When Should You Remove a Best Practice from Your Global Site?

Hint: Probably never. Discover how one retailer lost big when it removed a MotionPoint-exclusive traffic- and revenue-generating best practice from its localized website.

MotionPoint's avatar
MotionPoint

March 07, 2016

4 MIN READ

It’s not uncommon for digital marketing agencies to share portfolios filled with attractive designs and impressive metrics that shout to the world, “This is why we’re good at what we do.” (In fact, that sort of flaunting is expected these days.)

You can certainly look through MotionPoint’s website and find examples of us doing the same thing. And why wouldn’t we? We’ve helped some of the biggest brands in the world generate outstanding successes in new domestic and international markets.

But what if we looked at performance from another angle—say, one where we see a negative outcome instead of a positive one? Failure can often be a better teacher than success, after all.

Here’s an example that should illustrate the impact on a localized website when a client chooses to not do something great (which would otherwise improve engagement with global customers).

Let’s first review a table that highlights the impact of removing MotionPoint’s exclusive EasyLink® Management technology. EasyLink Management is a part of MotionPoint’s Global Growth Core suite of services. It improves a localized site’s user experience by automatically suggesting the appropriate country, language, currency and compliance settings for visitors in global markets.

This table focuses on website performance, comparing 2014 to 2015. It presents data representing impressions, engagement, and conversion goals. (Normally, we wouldn’t throw so much data into one table, but this finding was just too interesting to not investigate further.)

Metrics 2014 2015 %?
Total Visits 324,625 199,798 -38%
Total Page Views 918,273 506,115 -45%
Pages Per Visit 2.8 2.5 -11%
Time On Site 0:03:40 0:03:00 -18%
Bounce Rate 57.7% 61.4% 6%
Conversion #1 7,387 3,913 -47%
Conversion #2 12,226 6,061 -50%
Conversion #3 25,571 19,347 -24%
Conversion #4 0.70% 0.36% -49%

All nine line items fell from 2014 to 2015. This initially baffled us, considering that nothing else changed on the site—save for the single removal of EasyLink Management in Q2 of 2014. The dates observed were Q1 of both years. Why would MotionPoint choose to highlight this analysis so aggressively? The answer is quite simple: Not only does adding our optimization best practices and proprietary technologies to our clients’ multi-language website experiences lead to increases in the above metrics, but the removal of them can lead to a dramatic decrease in KPIs.

Let’s use an e-commerce site to tell a similar story.

Ahead of the mad rush of the holiday traffic last year, one of our e-commerce clients decided to minimize its sites’ “moving parts” and disconnect all third-party technologies. The goal? To exercise full control over the site’s aspects, at all times, during the holiday season. (Little did the company know that with our technologies and best practices, they had always maintained control, but we’ll save that conversation for another post.)

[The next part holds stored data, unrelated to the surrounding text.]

//! Typed task access and read-modify-write transactions
//!
//! The reminder blob maps task id to a task record plus `_`-prefixed host
//! bookkeeping entries. Reads skip bookkeeping keys and records that fail to
//! deserialize (the host format may be newer than this plugin); writes go
//! through [`ReminderStore::with_task`], an explicit load-mutate-save
//! transaction that never leaves a partial write behind.

use std::sync::Arc;

use chrono::Local;
use tn_core::{Priority, Task};

use crate::error::StoreError;
use crate::host::{is_record_key, HostStore, JsonMap};

/// Host-local datetime format used for task timestamps
const LOCAL_DATETIME_FORMAT: &str = "%Y-%m-%d %H:%M:%S";

/// Typed reads and transactions over the reminder/task blob
#[derive(Clone)]
pub struct ReminderStore {
    store: Arc<dyn HostStore>,
}

impl ReminderStore {
    /// Create a reminder store over the given host accessor
    #[must_use]
    pub fn new(store: Arc<dyn HostStore>) -> Self {
        Self { store }
    }

    /// All tasks currently in the blob
    ///
    /// Bookkeeping keys and undecodable records are skipped, never an error.
    pub async fn tasks(&self) -> Result<Vec<Task>, StoreError> {
        self.collect_tasks(false).await
    }

    /// All tasks, bypassing any host-side cache
    pub async fn reload(&self) -> Result<Vec<Task>, StoreError> {
        self.collect_tasks(true).await
    }

    async fn collect_tasks(&self, force_reload: bool) -> Result<Vec<Task>, StoreError> {
        let data = self.store.load_reminder_data(force_reload).await?;
        let mut tasks = Vec::with_capacity(data.len());
        for (key, value) in &data {
            if !is_record_key(key) {
                continue;
            }
            match serde_json::from_value::<Task>(value.clone()) {
                Ok(task) => tasks.push(task),
                Err(err) => {
                    tracing::debug!(key = %key, %err, "skipping undecodable task record");
                }
            }
        }
        Ok(tasks)
    }

    /// Apply a mutation to one task inside a load-mutate-save transaction
    ///
    /// Returns the task as written. If the id is absent nothing is saved and
    /// `TaskNotFound` is returned.
    pub async fn with_task<F>(&self, id: &str, mutate: F) -> Result<Task, StoreError>
    where
        F: FnOnce(&mut Task) + Send,
    {
        let mut data = self.store.load_reminder_data(false).await?;
        let value = data
            .get(id)
            .filter(|_| is_record_key(id))
            .ok_or_else(|| StoreError::TaskNotFound(id.to_string()))?;

        let mut task: Task = serde_json::from_value(value.clone())?;
        mutate(&mut task);
        data.insert(id.to_string(), serde_json::to_value(&task)?);
        self.store.save_reminder_data(&data).await?;
        Ok(task)
    }

    /// Mark a task completed, stamping the completion time
    pub async fn mark_completed(&self, id: &str) -> Result<Task, StoreError> {
        let completed_time = Local::now().format(LOCAL_DATETIME_FORMAT).to_string();
        self.with_task(id, move |task| {
            task.completed = true;
            task.completed_time = Some(completed_time);
        })
        .await
    }

    /// Set a task's priority
    pub async fn set_priority(&self, id: &str, priority: Priority) -> Result<Task, StoreError> {
        self.with_task(id, move |task| task.priority = priority).await
    }

    /// Number of task records assigned to the given person
    pub async fn assignee_count(&self, person_id: &str) -> Result<usize, StoreError> {
        let data = self.store.load_reminder_data(false).await?;
        Ok(count_assignees(&data, person_id))
    }
}

/// Typed reads over the project blob
///
/// Projects keep their host format; the plugin only needs reloads and the
/// assignee usage scan.
#[derive(Clone)]
pub struct ProjectStore {
    store: Arc<dyn HostStore>,
}

impl ProjectStore {
    /// Create a project store over the given host accessor
    #[must_use]
    pub fn new(store: Arc<dyn HostStore>) -> Self {
        Self { store }
    }

    /// Re-fetch the project blob, bypassing any host-side cache
    pub async fn reload(&self) -> Result<JsonMap, StoreError> {
        self.store.load_project_data(true).await
    }

    /// Number of project records assigned to the given person
    pub async fn assignee_count(&self, person_id: &str) -> Result<usize, StoreError> {
        let data = self.store.load_project_data(false).await?;
        Ok(count_assignees(&data, person_id))
    }
}

fn count_assignees(data: &JsonMap, person_id: &str) -> usize {
    data.iter()
        .filter(|(key, _)| is_record_key(key))
        .filter(|(_, value)| value.get("assigneeId").and_then(|v| v.as_str()) == Some(person_id))
        .count()
}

In short, MotionPoint was tasked with removing its engagement-boosting EasyLink Management technology just before Black Friday. This was despite having launched the tool a few months before, to overwhelming success.

This daily traffic chart provides a perfect snapshot of its effects:

As you can see, the best practice of detecting non-English speakers and nudging them to their preferred localized website went live in late September. This is where an immediate 786% increase in traffic occurs. From there, it spikes another 125% at its peak just before Black Friday.

The next day, as soon as the best practice was removed, traffic dropped an immediate 56% and returns to its original levels (which are pre-best practice lows). To make matters worse, the client didn’t re-activate EasyLink Management for another few months.

If we add revenue numbers to these three phases, we not only observe how much value the best practice drove, but also what revenue was lost in the following months:

Pre-EasyLink EasyLink Active EasyLink Inactive
Visits 282 22,716 11,540
Revenue $534 $7,371 $981

The most disheartening aspect of this discovery is that the post phase includes Black Friday, Cyber Monday, and the entire holiday season. By simply not having the best practice in place, the ecommerce company missed out on tens of thousands of dollars in revenue.

Conclusion

By highlighting how a company can alienate customers (and lose revenue) by removing an engagement-boosting technology, we hope we’ve illustrated the value of embracing—and maintaining—a key best practice for localized websites.

In this case, companies shouldn’t rely solely on international website visitors to invest the effort to navigate to their preferred localized sites experience. With a solution like EasyLink Management, companies can instead help guide consumers to their proper online destination. The end results, including higher conversion rates and revenues, can be profound.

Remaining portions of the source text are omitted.